In speaking with people around Europe about all things Fintech and UX-UI, a common theme I’ve heard is, ‘But here we’re not as advanced / innovative / mature as the UK.’ So when I call in to Andy Samu in London, I’m keen to hear his take on this. Is the United Kingdom really leading the Fintech charge?
Andy is a great touchpoint as Features Editor at DisruptionBanking, the go-to source for everything Investment Banking and Fintech, based out of the Level39 technology hub in London. His overview and knowledge seems remarkably comprehensive, but he’s far from blindly supportive of this idea of UK excellence. The dominance of Monzo, Revolut and Starling in the neobank area have however helped the uptake of Fintech, with corresponding growth in surrounding ecosystems. “In Germany there’s N26, in Holland there’s Bunq, but these are the only major players,” Andy says. “The legislation in the UK has also been encouraging for Fintech startups, and the British public have got behind this, in part encouraged by government. For example, if you go to the pub, people are talking about Fintech. They don’t necessarily know it’s called Fintech, but they’re aware of the idea of Fintech, and these days everyone touches aspects of Fintech, and they’re all participants in markets. Now is the time of the Retail Investor, and it’s very encouraging to see the way people are taking their financial future into their own hands.”
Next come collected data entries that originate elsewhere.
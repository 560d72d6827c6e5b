use std::io::{self, Write};

use crate::app::AppError;
use crate::catalog;
use crate::config::Config;
use crate::conversion;
use crate::history::{ConversionRecord, HistoryStore};
use crate::i18n::{keys, Translator};
use crate::quantity::QuantityKind;

/// 메인 메뉴 선택지를 표현한다.
#[derive(Debug, Clone, Copy, PartialEq, Eq)]
pub enum MenuChoice {
    Convert,
    History,
    ClearHistory,
    Settings,
    Exit,
}

/// 메인 메뉴를 표시하고 선택값을 반환한다.
pub fn main_menu(tr: &Translator) -> Result<MenuChoice, AppError> {
    println!("{}", tr.t(keys::MAIN_MENU_TITLE));
    println!("{}", tr.t(keys::MAIN_MENU_CONVERT));
    println!("{}", tr.t(keys::MAIN_MENU_HISTORY));
    println!("{}", tr.t(keys::MAIN_MENU_CLEAR_HISTORY));
    println!("{}", tr.t(keys::MAIN_MENU_SETTINGS));
    println!("{}", tr.t(keys::MAIN_MENU_EXIT));
    loop {
        let sel = read_line(&tr.t(keys::PROMPT_MENU_SELECT))?;
        match sel.trim() {
            "1" => return Ok(MenuChoice::Convert),
            "2" => return Ok(MenuChoice::History),
            "3" => return Ok(MenuChoice::ClearHistory),
            "4" => return Ok(MenuChoice::Settings),
            "0" => return Ok(MenuChoice::Exit),
            _ => println!("{}", tr.t(keys::INVALID_SELECTION_RETRY)),
        }
    }
}

/// 단위 변환 메뉴를 처리한다. 변환 오류는 메시지만 출력하고 기록은 남기지 않는다.
pub fn handle_convert(tr: &Translator, store: &mut HistoryStore) -> Result<(), AppError> {
    println!("{}", tr.t(keys::CONVERT_HEADING));
    let kind = read_category(tr)?;
    println!(
        "{} {}",
        tr.t(keys::CONVERT_UNITS_LABEL),
        catalog::units_for(kind).join(", ")
    );
    let value = read_non_negative_f64(tr, &tr.t(keys::CONVERT_PROMPT_VALUE))?;
    let from_unit = read_line(&tr.t(keys::CONVERT_PROMPT_FROM_UNIT))?;
    let to_unit = read_line(&tr.t(keys::CONVERT_PROMPT_TO_UNIT))?;
    let from_unit = from_unit.trim();
    let to_unit = to_unit.trim();
    match conversion::convert(kind, value, from_unit, to_unit) {
        Ok(result) => {
            println!("{} {result:.4} {to_unit}", tr.t(keys::CONVERT_RESULT));
            let record = ConversionRecord::new(value, from_unit, to_unit, result);
            if let Err(e) = store.append(catalog::category_name(kind), record) {
                println!("{} ({e})", tr.t(keys::HISTORY_NOT_SAVED));
            }
        }
        Err(e) => println!("{}: {e}", tr.t(keys::ERROR_PREFIX)),
    }
    Ok(())
}

/// 변환 기록 조회 메뉴를 처리한다.
pub fn handle_history(tr: &Translator, store: &HistoryStore) -> Result<(), AppError> {
    println!("{}", tr.t(keys::HISTORY_HEADING));
    let kind = read_category(tr)?;
    let records = store.view(catalog::category_name(kind));
    if records.is_empty() {
        println!("{}", tr.t(keys::HISTORY_EMPTY));
        return Ok(());
    }
    for (i, record) in records.iter().enumerate() {
        println!(
            "{}) {} {} -> {} = {}",
            i + 1,
            record.value,
            record.from_unit,
            record.to_unit,
            record.result
        );
    }
    Ok(())
}

/// 변환 기록 삭제 메뉴를 처리한다. 선택한 카테고리만 비운다.
pub fn handle_clear_history(tr: &Translator, store: &mut HistoryStore) -> Result<(), AppError> {
    println!("{}", tr.t(keys::CLEAR_HEADING));
    let kind = read_category(tr)?;
    let name = catalog::category_name(kind);
    match store.clear(name) {
        Ok(()) => println!("{} {name}", tr.t(keys::HISTORY_CLEARED)),
        Err(e) => println!("{} ({e})", tr.t(keys::HISTORY_NOT_SAVED)),
    }
    Ok(())
}

/// 설정 메뉴를 처리한다. 언어가 바뀌었으면 true를 반환한다.
pub fn handle_settings(tr: &Translator, cfg: &mut Config) -> Result<bool, AppError> {
    println!("{}", tr.t(keys::SETTINGS_HEADING));
    println!("{} {}", tr.t(keys::SETTINGS_CURRENT_LANGUAGE), cfg.language);
    println!("{}", tr.t(keys::SETTINGS_OPTIONS));
    let sel = read_line(&tr.t(keys::SETTINGS_PROMPT_CHANGE))?;
    if sel.trim().is_empty() {
        return Ok(false);
    }
    let lang = match sel.trim() {
        "1" => "auto",
        "2" => "ko-kr",
        "3" => "en-us",
        _ => {
            println!("{}", tr.t(keys::SETTINGS_INVALID));
            return Ok(false);
        }
    };
    cfg.language = lang.to_string();
    println!("{} {lang}", tr.t(keys::SETTINGS_SAVED));
    Ok(true)
}

fn read_category(tr: &Translator) -> Result<QuantityKind, AppError> {
    println!("{}", tr.t(keys::CONVERT_OPTIONS));
    loop {
        let sel = read_line(&tr.t(keys::CONVERT_PROMPT_CATEGORY))?;
        if let Ok(n) = sel.trim().parse::<u32>() {
            if let Some(kind) = map_category(n) {
                return Ok(kind);
            }
        }
        println!("{}", tr.t(keys::CONVERT_UNSUPPORTED));
    }
}

fn map_category(n: u32) -> Option<QuantityKind> {
    match n {
        1 => Some(QuantityKind::Length),
        2 => Some(QuantityKind::Weight),
        3 => Some(QuantityKind::Volume),
        4 => Some(QuantityKind::Temperature),
        5 => Some(QuantityKind::Speed),
        6 => Some(QuantityKind::Time),
        _ => None,
    }
}

fn read_line(prompt: &str) -> Result<String, AppError> {
    print!("{prompt}");
    io::stdout().flush().map_err(AppError::Io)?;
    let mut buf = String::new();
    io::stdin().read_line(&mut buf).map_err(AppError::Io)?;
    Ok(buf)
}

fn read_non_negative_f64(tr: &Translator, prompt: &str) -> Result<f64, AppError> {
    loop {
        let s = read_line(prompt)?;
        match s.trim().parse::<f64>() {
            Ok(v) if v >= 0.0 => return Ok(v),
            Ok(_) => println!("{}", tr.t(keys::ERROR_NEGATIVE_VALUE)),
            Err(_) => println!("{}", tr.t(keys::ERROR_INVALID_NUMBER)),
        }
    }
}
Andy even identifies the start of this uptake coming from consumers, who set out to ‘cheat the system’ when airlines began charging extra around 2016 for payment of flights with credit cards. The way around this was to use debit cards which looked like credit cards, but which avoided the charges. From this small beginning, Andy traces the current evolution of non-numbered cards. “If you lose your card it’s a big hassle for the card issuer to create a new one with all the numbers on the card. It costs them money. Now cards have fewer details on them, so apps are pushed even harder.” It’s an example of the push-pull of Fintech development.
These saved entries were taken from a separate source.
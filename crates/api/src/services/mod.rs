//! Business logic services.
//!
//! Services are generic over the store traits so handlers pass the shared
//! `dyn Store` and tests pass a concrete in-memory store.

pub mod auth;
pub mod contacts;

pub use auth::{AuthError, AuthService};
pub use contacts::{ContactError, ContactInput, ContactService, ContactUpdateInput};
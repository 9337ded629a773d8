//! Integration tests for the contacts API.
//!
//! # Running Tests
//!
//! ```bash
//! # In-process HTTP tests (no database needed)
//! cargo test -p contacts-integration-tests
//!
//! # Include PostgreSQL-backed tests
//! CONTACTS_TEST_DATABASE_URL=postgres://localhost/contacts_test \
//!     cargo test -p contacts-integration-tests -- --include-ignored
//! ```
//!
//! # Test Categories
//!
//! - `contacts_api` / `users_api` - Full router over [`MemoryStore`]
//! - `postgres_store` - `PgStore` and index sync against a real database,
//!   each test in its own throwaway schema
//! - `live_server` - A running server at `CONTACTS_BASE_URL`

use std::sync::Arc;

use axum::{
    Router,
    body::Body,
    http::{HeaderMap, Method, Request, StatusCode, header},
};
use http_body_util::BodyExt;
use serde_json::{Value, json};
use tower::ServiceExt;

use contacts_api::config::ApiConfig;
use contacts_api::db::MemoryStore;
use contacts_api::state::AppState;

/// Password used by [`TestApp::login_as`].
pub const TEST_PASSWORD: &str = "correct-horse-battery";

/// A response with its body decoded.
///
/// JSON bodies become their value, other non-empty bodies a JSON string, and
/// empty bodies `null`.
#[derive(Debug)]
pub struct TestResponse {
    pub status: StatusCode,
    pub headers: HeaderMap,
    pub body: Value,
}

/// The full router over a fresh in-memory store.
pub struct TestApp {
    router: Router,
    store: Arc<MemoryStore>,
}

impl TestApp {
    /// Build an app with default configuration and rate limiting disabled.
    ///
    /// # Panics
    ///
    /// Panics if the fixed test configuration is rejected.
    #[must_use]
    pub fn new() -> Self {
        let config = ApiConfig::from_lookup(|key| match key {
            "DATABASE_URL" => Some("postgres://unused".to_owned()),
            "API_RATE_LIMIT" => Some("false".to_owned()),
            _ => None,
        })
        .expect("test configuration is valid");

        let store = Arc::new(MemoryStore::new());
        let router = contacts_api::app(AppState::new(config, store.clone()));

        Self { router, store }
    }

    /// The backing store.
    #[must_use]
    pub fn store(&self) -> &MemoryStore {
        &self.store
    }

    /// Send one request through the router.
    ///
    /// # Panics
    ///
    /// Panics if the request cannot be built or the body cannot be read.
    pub async fn call(
        &self,
        method: Method,
        path: &str,
        token: Option<&str>,
        body: Option<Value>,
    ) -> TestResponse {
        let mut builder = Request::builder().method(method).uri(path);
        if let Some(token) = token {
            builder = builder.header(header::AUTHORIZATION, format!("Bearer {token}"));
        }

        let request = match body {
            Some(body) => builder
                .header(header::CONTENT_TYPE, "application/json")
                .body(Body::from(body.to_string())),
            None => builder.body(Body::empty()),
        }
        .expect("request is valid");

        let response = self
            .router
            .clone()
            .oneshot(request)
            .await
            .expect("router is infallible");

        let status = response.status();
        let headers = response.headers().clone();
        let bytes = response
            .into_body()
            .collect()
            .await
            .expect("body is readable")
            .to_bytes();

        let body = if bytes.is_empty() {
            Value::Null
        } else {
            serde_json::from_slice(&bytes)
                .unwrap_or_else(|_| Value::String(String::from_utf8_lossy(&bytes).into_owned()))
        };

        TestResponse {
            status,
            headers,
            body,
        }
    }

    /// Register an account.
    pub async fn register(&self, username: &str, password: &str) -> TestResponse {
        self.call(
            Method::POST,
            "/api/users/register",
            None,
            Some(json!({ "username": username, "password": password })),
        )
        .await
    }

    /// Log in.
    pub async fn login(&self, username: &str, password: &str) -> TestResponse {
        self.call(
            Method::POST,
            "/api/users/login",
            None,
            Some(json!({ "username": username, "password": password })),
        )
        .await
    }

    /// Register `username` with [`TEST_PASSWORD`] and return a bearer token.
    ///
    /// # Panics
    ///
    /// Panics if registration or login fails.
    pub async fn login_as(&self, username: &str) -> String {
        let registered = self.register(username, TEST_PASSWORD).await;
        assert_eq!(registered.status, StatusCode::CREATED, "{:?}", registered.body);

        let login = self.login(username, TEST_PASSWORD).await;
        assert_eq!(login.status, StatusCode::OK, "{:?}", login.body);

        login.body["token"]
            .as_str()
            .expect("login returns a token")
            .to_owned()
    }

    /// Create a contact as the token's owner.
    pub async fn create_contact(&self, token: &str, body: Value) -> TestResponse {
        self.call(Method::POST, "/api/contacts", Some(token), Some(body))
            .await
    }
}

impl Default for TestApp {
    fn default() -> Self {
        Self::new()
    }
}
UX has played an important part in making things simpler and more approachable for users. “It would take 15 clicks to open an HSBC account, or even 35 clicks for an American Express gold card. Compare that to say 5 clicks for Revolut or Starling. And from the moment you start there’s so much information,” Andy says. “And then came wallets, and Blockchain…” So it’s not such a surprise that Fintechs have seen widespread uptake in the UK.
Is it simply a more pragmatic approach that apparently distinguishes the UK from its continental neighbors? “We’re probably better at selling Fintech,” Andy says. “We don’t just look to the home market, or even to Europe. Fintechs in the UK are more focussed on Israel, the USA, Canada and Singapore than on Europe.” Switzerland also features in a UK government sponsored Fintech ‘mission’ to the country, which includes reaching out to Austria. “We’re good at telling the world about Fintech, and the current UK government has worked out how to support this. The Chancellor, Rishi Sunak has said that he considers Fintech to be an export industry that should be nurtured. Fintech export is about to commence.”
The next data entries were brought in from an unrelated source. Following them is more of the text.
//! Persistence for the contacts API.
//!
//! # Database: `PostgreSQL`
//!
//! ## Tables
//!
//! - `app_user` - Accounts (unique `username`, Argon2id password hash)
//! - `user_session` - Bearer sessions, keyed by SHA-256 token digest
//! - `contact` - Per-owner contacts
//!
//! ## Indexes
//!
//! The `(owner_id, name)` unique index on `contact` is declared in
//! [`indexes`] and built by [`Store::sync_indexes`] at startup, not by a
//! migration.
//!
//! # Migrations
//!
//! Migrations are stored in `crates/api/migrations/` and run via:
//! ```bash
//! cargo run -p contacts-cli -- migrate
//! ```
//!
//! # Adapters
//!
//! Handlers and services only see the [`Store`] trait family. [`PgStore`] is
//! the production adapter; `MemoryStore` (feature `test-support`) keeps
//! everything in process for tests.

pub mod contacts;
pub mod indexes;
#[cfg(any(test, feature = "test-support"))]
pub mod memory;
pub mod sessions;
pub mod users;

use std::time::Duration;

use async_trait::async_trait;
use chrono::{DateTime, Utc};
use secrecy::ExposeSecret;
use sqlx::PgPool;
use sqlx::postgres::PgPoolOptions;
use thiserror::Error;

use contacts_core::{ContactId, UserId, Username};

use crate::models::{Contact, ContactChanges, NewContact, User};

pub use indexes::{IndexSyncError, IndexSyncPolicy, IndexSyncReport};
#[cfg(any(test, feature = "test-support"))]
pub use memory::MemoryStore;

/// Errors that can occur during repository operations.
#[derive(Debug, Error)]
pub enum RepositoryError {
    /// Database error from sqlx.
    #[error("database error: {0}")]
    Database(#[from] sqlx::Error),

    /// Data in the database is corrupted or invalid.
    #[error("data corruption: {0}")]
    DataCorruption(String),

    /// Unique constraint violation, reported by the storage engine.
    #[error("constraint violation: {0}")]
    Conflict(String),
}

/// Map a sqlx error, turning unique violations into [`RepositoryError::Conflict`].
pub(crate) fn map_unique_violation(err: sqlx::Error, what: &str) -> RepositoryError {
    if let sqlx::Error::Database(ref db_err) = err
        && db_err.is_unique_violation()
    {
        return RepositoryError::Conflict(what.to_owned());
    }
    RepositoryError::Database(err)
}

/// Account persistence.
#[async_trait]
pub trait UserStore: Send + Sync {
    /// Insert a new account.
    ///
    /// Returns [`RepositoryError::Conflict`] if the username is taken.
    async fn create_user(
        &self,
        username: &Username,
        password_hash: &str,
    ) -> Result<User, RepositoryError>;

    /// Fetch an account and its password hash by username.
    async fn find_credentials(
        &self,
        username: &Username,
    ) -> Result<Option<(User, String)>, RepositoryError>;
}

/// Bearer session persistence.
#[async_trait]
pub trait SessionStore: Send + Sync {
    /// Record a session for `user_id` under the given token digest.
    async fn create_session(
        &self,
        user_id: UserId,
        token_hash: &str,
        expires_at: DateTime<Utc>,
    ) -> Result<(), RepositoryError>;

    /// Resolve a token digest to its user, ignoring sessions expired at `now`.
    async fn find_session_user(
        &self,
        token_hash: &str,
        now: DateTime<Utc>,
    ) -> Result<Option<User>, RepositoryError>;

    /// Delete a session. Returns `false` if it did not exist.
    async fn delete_session(&self, token_hash: &str) -> Result<bool, RepositoryError>;

    /// Delete every session expired at `now`. Returns the number removed.
    async fn purge_expired_sessions(&self, now: DateTime<Utc>) -> Result<u64, RepositoryError>;
}

/// Contact persistence.
///
/// Every operation is scoped to an owner: a contact owned by someone else
/// behaves exactly like a missing one.
#[async_trait]
pub trait ContactStore: Send + Sync {
    /// All contacts of `owner`, ordered by name.
    async fn list_contacts(&self, owner: UserId) -> Result<Vec<Contact>, RepositoryError>;

    /// One contact of `owner`.
    async fn get_contact(
        &self,
        owner: UserId,
        id: ContactId,
    ) -> Result<Option<Contact>, RepositoryError>;

    /// Insert a contact for `owner`.
    ///
    /// The `(owner, name)` check and the write are one atomic step; a
    /// duplicate yields [`RepositoryError::Conflict`].
    async fn insert_contact(
        &self,
        owner: UserId,
        contact: &NewContact,
    ) -> Result<Contact, RepositoryError>;

    /// Apply changes to a contact of `owner`.
    ///
    /// Returns `Ok(None)` if no such contact exists for `owner`, and
    /// [`RepositoryError::Conflict`] if a rename collides with another of
    /// the owner's contacts.
    async fn update_contact(
        &self,
        owner: UserId,
        id: ContactId,
        changes: &ContactChanges,
    ) -> Result<Option<Contact>, RepositoryError>;

    /// Delete a contact of `owner`. Returns `false` if it did not exist.
    async fn delete_contact(&self, owner: UserId, id: ContactId) -> Result<bool, RepositoryError>;
}

/// Everything the API needs from its storage backend.
#[async_trait]
pub trait Store: UserStore + SessionStore + ContactStore {
    /// Check the backend is reachable.
    async fn ping(&self) -> Result<(), RepositoryError>;

    /// Build any declared index that does not exist yet.
    async fn sync_indexes(&self) -> Result<IndexSyncReport, IndexSyncError>;
}

/// Create a `PostgreSQL` connection pool.
///
/// # Arguments
///
/// * `database_url` - `PostgreSQL` connection string (wrapped in `SecretString`)
/// * `connect_timeout` - How long to wait for a connection before failing
///
/// # Errors
///
/// Returns `sqlx::Error` if the connection cannot be established.
pub async fn create_pool(
    database_url: &secrecy::SecretString,
    connect_timeout: Duration,
) -> Result<PgPool, sqlx::Error> {
    PgPoolOptions::new()
        .max_connections(10)
        .min_connections(1)
        .acquire_timeout(connect_timeout)
        .connect(database_url.expose_secret())
        .await
}

/// `PostgreSQL` implementation of [`Store`].
#[derive(Debug, Clone)]
pub struct PgStore {
    pool: PgPool,
}

impl PgStore {
    /// Wrap an existing pool.
    #[must_use]
    pub const fn new(pool: PgPool) -> Self {
        Self { pool }
    }

    /// Get a reference to the underlying pool.
    #[must_use]
    pub const fn pool(&self) -> &PgPool {
        &self.pool
    }
}

#[async_trait]
impl Store for PgStore {
    async fn ping(&self) -> Result<(), RepositoryError> {
        sqlx::query("SELECT 1").execute(&self.pool).await?;
        Ok(())
    }

    async fn sync_indexes(&self) -> Result<IndexSyncReport, IndexSyncError> {
        indexes::sync_indexes(&self.pool, indexes::DECLARED_INDEXES).await
    }
}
I really want to ask about Brexit and its impact, but let’s defer that question for the moment and instead travel – virtually – some 600 kilometers to the north, and the Scottish capital city of Edinburgh.
Scotland – a different type of Fintech?
Mickael Paris is Marketing Director of Fintech Scotland, having co-founded the organization in 2018 with Stephen Ingledew, following on from a career with Skyscanner and Oracle Maxymiser, among others. But why a separate Fintech set-up for Scotland? (And here it must be pointed out that if you ask most people living in the British Isles to explain the intricate political and statutory arrangements between Scotland, Wales, Northern Ireland and England, you will probably get confused pretty quickly!)
Mickael says the case for Scotland as a Fintech cluster is because it has its own USPs. London and Edinburgh are well served by rail and air connections, so it’s easy to travel between centers, but he points to several important differences. “There’s a big Fintech connection with the universities in Scotland,” he says. The first MSc in Fintech in the UK was launched at the University of Strathclyde in Glasgow, the largest city in Scotland, and there is, “Great talent coming out of the Scottish universities, especially in the areas of Blockchain, AI, RegTech and Wealth Management.” He also points to one of the world’s most powerful supercomputers located at the Edinburgh Parallel Computing Centre as an indication of the vibrant atmosphere for financially-related developments in Scotland. The EPCC’s mission is, ‘To accelerate the effective exploitation of novel computing throughout industry, academia and commerce.’
Fintech is not fringe
I ask Mickael if this means his own Fintech Crusade is made easier. “We have a mission, but it’s not a Crusade! Fintech is not a fringe movement – it’s now throughout the financial sector. You can’t be in finance and not be in Fintech – it empowers everything.” He points to two recent reviews which acknowledge the embeddedness of Fintech in the UK: The Kalifa Review and the Logan Report. The first, covering the whole of the UK and published in February 2021 begins its executive summary with the following words:
‘Fintech is not a niche within financial services. Nor is it a sub-sector. It is a permanent, technological revolution that is changing the way we do finance. Its essence is in both fast-growing fintech companies, and the investment and use of technology by our incumbent financial institutions. It’s in the way we regulate previously unknown technology and set new standards. But most importantly, it’s about delivering better financial outcomes for customers, especially consumers and SMEs. We want to deliver these outcomes across the UK and export them to the world.’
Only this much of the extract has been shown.